Слывший натурой широкой, поддерживавший при случае такое мнение о себе, Гатилин редко задумывался над тем, что подлинную широту чувств и поступков отличает не внешний размах, а еще и глубина помыслов, нравственная чистота их, без чего самые благородные устремления превращаются в мелкие и комичные. И если в его жизни происходили кое-когда мелодрамы, Гатилин спустя время, посмеиваясь, объяснял их слабостями, присущими ему так же, как и всему человечеству. Да, тут сравнение могло быть только с человечеством!..

А если бы однажды Виктор Сергеевич и Варвара Тимофеевна поведали, как на духу, что́ думают друг о друге, пожалуй, и согласились бы, что они самая подходящая пара и только чудаки могут утверждать, что для семейного благополучия и покоя кроме любви и детей нужны еще и общие дела, заботы и какое-то там выдуманное в стихах родство душ… Да и кто в наше время думает об этом?! Век-то какой: не успеваешь переварить за день услышанное, где уж тут о душе, о духе… Когда?! Это вот молодые, пока не закрутились, пусть набираются, философствуют, лишь бы мозги набекрень не съехали…

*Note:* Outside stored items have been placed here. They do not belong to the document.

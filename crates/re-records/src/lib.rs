//! Canonical record types for the trust spine: every struct here is a
//! record kind that can be wrapped in a [`ledger_entry::LedgerEntry`] and
//! appended to the audit ledger.

pub mod alert;
pub mod authority;
pub mod command;
pub mod error;
pub mod factory;
pub mod forensic;
pub mod host_event;
pub mod interaction;
pub mod ledger_entry;
pub mod playbook;
pub mod policy;
pub mod process_event;
pub mod report;
pub mod risk;
pub mod rollback;
pub mod routing;
pub mod suppression;
pub mod uba;

pub use alert::{Alert, Severity};
pub use authority::AuthorityAssertion;
pub use command::{CommandPayload, SignedCommand};
pub use error::{RecordError, Result};
pub use factory::{Clock, FixedClock, IdSource, RandomIdSource, SeededIdSource, SystemClock};
pub use forensic::ForensicArtifact;
pub use host_event::{HostEvent, HostEventType};
pub use interaction::InteractionRecord;
pub use ledger_entry::{LedgerEntry, RecordKind};
pub use playbook::{PlaybookExecution, PlaybookStep};
pub use policy::{AuthorityLevel, MatchPredicate, PolicyBundle, Rule};
pub use process_event::{ProcessEvent, ProcessEventType};
pub use report::{ReportKind, SignedReport};
pub use risk::{RiskScore, SeverityBand};
pub use rollback::{RollbackArtifact, RollbackType};
pub use routing::{ExplanationReference, RoutingAction, RoutingDecision};
pub use suppression::{Suppression, SuppressionReason};
pub use uba::{Baseline, ContextRefs, Delta, DeltaType, ObservedFeatures, Signal, Window};
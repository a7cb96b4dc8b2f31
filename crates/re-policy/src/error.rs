#[derive(Debug, thiserror::Error)]
pub enum PolicyError {
    #[error("policy bundle is missing its signature or key id")]
    Unsigned,
    #[error(transparent)]
    Verification(#[from] re_crypto::VerificationError),
    #[error(transparent)]
    KeyStore(#[from] re_crypto::KeyStoreError),
    #[error(transparent)]
    Record(#[from] re_records::RecordError),
}

pub type Result<T> = std::result::Result<T, PolicyError>;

На работе о Варе отзывались как о женщине сильной, властной. «Характерная», — соглашался Виктор Сергеевич, а про себя ухмылялся. В ее силе он не раз убеждался. Никто, кроме него, не знал, что Варя, несмотря на полноту, одышку и постоянные жалобы на сердечные колики, любила переставлять мебель, передвигала по своему вкусу шкафы, столы, стулья, переносила телевизор из одного угла комнаты в другой, прибивала какие-то ящики, полки, и ей ничего не стоило превратить кабинет мужа в спальню и наоборот. Надо было видеть, как она преображалась при этом, и усердие почти заменяло ей опыт и сноровку домохозяйки.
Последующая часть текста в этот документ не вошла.